Further investigation and heavy use of Reflector has showed that these strings are stored in the ASP.NET Cache in the form of a System.Web.CachedPathData object. This is created by ConfigurationManager when it reads information from the web.config file. It calls HttpContext.GetSection() --> HttpContext.GetConfigurationPathData() --> CachedPathData.GetVirtualPathData(). Eventually, in CachedPathData.GetConfigPathData, the virtual path is determined for the requested path and this is cached in the ASP.NET Cache without expiration.

Now the trouble is that we have millions of different URLs, and for each path the Configuration system stores a number of strings (configPath, virtual path, physical path) in cache. Over time, this information consumes several hundreds of MB, allmost all of the data in cache.

I assume that when memory gets scarce, these entries will be removed, but in operations they don't trust processes that grow and grow. It also seems very inefficient. Is there a way to tell the HttpContext not to cache this information for each unique URL? Or maybe we can map the request path to a simpler URL first and have that used to select the correct web.config?

+1  A: 

Well I thought it over (Teun and I work at the same company), and we have two options as far as I can tell:

  1. Do nothing. This article contains a comment from one asp.net team guy, and it shows a couple of ways to prevent the cache from growing and growing: http://forums.asp.net/p/985551/3297967.aspx#3297967, yet doesn't solve the problem of writing a cache entry for each possible route but guarantees that the cache won't throw some out of memory exception.
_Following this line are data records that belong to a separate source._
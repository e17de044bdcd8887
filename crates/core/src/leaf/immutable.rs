use crate::context::ScanContext;
use crate::notify::Notifier;
use crate::scanner::{Items, Scanner};
use std::fmt;
use std::rc::Rc;

type Provider<T> = Rc<dyn for<'c> Fn(&'c ScanContext) -> Items<'c, T>>;

enum Source<T> {
    Fixed(Rc<[T]>),
    Deferred(Provider<T>),
}

/// A leaf over a fixed sequence, or over a provider that is asked again on
/// every scan. Never raises notifications.
pub struct Immutable<T> {
    source: Source<T>,
    notifier: Notifier,
}
impl<T> Immutable<T> {
    pub fn new(items: impl IntoIterator<Item = T>) -> Self {
        Self {
            source: Source::Fixed(items.into_iter().collect()),
            notifier: Notifier::new(),
        }
    }

    /// Wrap a data provider. It receives the scan's context and is invoked
    /// afresh for each scan.
    pub fn deferred<F>(provider: F) -> Self
    where
        F: for<'c> Fn(&'c ScanContext) -> Items<'c, T> + 'static,
    {
        Self {
            source: Source::Deferred(Rc::new(provider)),
            notifier: Notifier::new(),
        }
    }

    pub fn is_deferred(&self) -> bool {
        matches!(self.source, Source::Deferred(_))
    }
}

impl<T: Clone + 'static> Scanner<T> for Immutable<T> {
    fn scan<'a>(self: Rc<Self>, context: &'a ScanContext) -> Items<'a, T> {
        match &self.source {
            Source::Fixed(items) => {
                let items = Rc::clone(items);
                Box::new((0..items.len()).map(move |index| Ok(items[index].clone())))
            },
            Source::Deferred(provider) => provider(context),
        }
    }

    fn notifier(&self) -> &Notifier {
        &self.notifier
    }
}
impl<T> fmt::Debug for Immutable<T> {
    fn fmt(&self, f: &mut fmt::Formatter<'_>) -> fmt::Result {
        match &self.source {
            Source::Fixed(items) => f.debug_struct("Immutable").field("len", &items.len()).finish(),
            Source::Deferred(_) => f.debug_struct("Immutable").field("deferred", &true).finish(),
        }
    }
}

#[cfg(test)]
mod tests {
    use super::*;
    use crate::scanner::ScannerHandle;
    use std::cell::Cell;

    #[test]
    fn test_fixed_items_rescan() {
        let handle = ScannerHandle::new(Immutable::new(vec!["a", "b"]));
        let ctx = ScanContext::new();
        assert_eq!(handle.collect(&ctx).unwrap(), vec!["a", "b"]);
        assert_eq!(handle.collect(&ctx).unwrap(), vec!["a", "b"]);
    }

    #[test]
    fn test_deferred_recomputes_every_scan() {
        let calls = Rc::new(Cell::new(0));
        let counter = Rc::clone(&calls);
        let handle = ScannerHandle::new(Immutable::deferred(move |_| {
            counter.set(counter.get() + 1);
            let n = counter.get();
            Box::new((0..n).map(Ok))
        }));
        let ctx = ScanContext::new();
        assert_eq!(handle.collect(&ctx).unwrap(), vec![0]);
        assert_eq!(handle.collect(&ctx).unwrap(), vec![0, 1]);
        assert_eq!(calls.get(), 2);
    }
}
  2. Solve the problem with a workaround, use querystring parameters instead of fixed routes (/controller.mvc?action=X&params=Y instead of controller.mvc/action/params). This way only controller.mvc gets cached.

After all, I don't think this really is a problem.

Jan Jongboom
Option 2 seems rather lame, as it kills one of the nicest and most visible features of the ASP.NET mvc framework. In our case, it wouldn't matter as we have an ISAPI rewriting dll in place as well. But it still seems like a lame solution.
Teun D
A: 

Would caching just the data instead of the whole page? I guess it depends on the performance requirements and bottlenecks.

Usually most bottlenecks are in the database, and just using the http application cache to cache data helps a lot. You get a lot more control than caching just pages.

The problem might get easier to solve with .net 4.0 when you can write your own cache provider.

AndreasN
Point is, we are not doing any caching ourselves. It is ASP.NET itself. We just try to access config information in web.config. The ASP.NET implementation decides to cache the correct configuration path for each unique request path. This ends up using 98% of our Cache memory.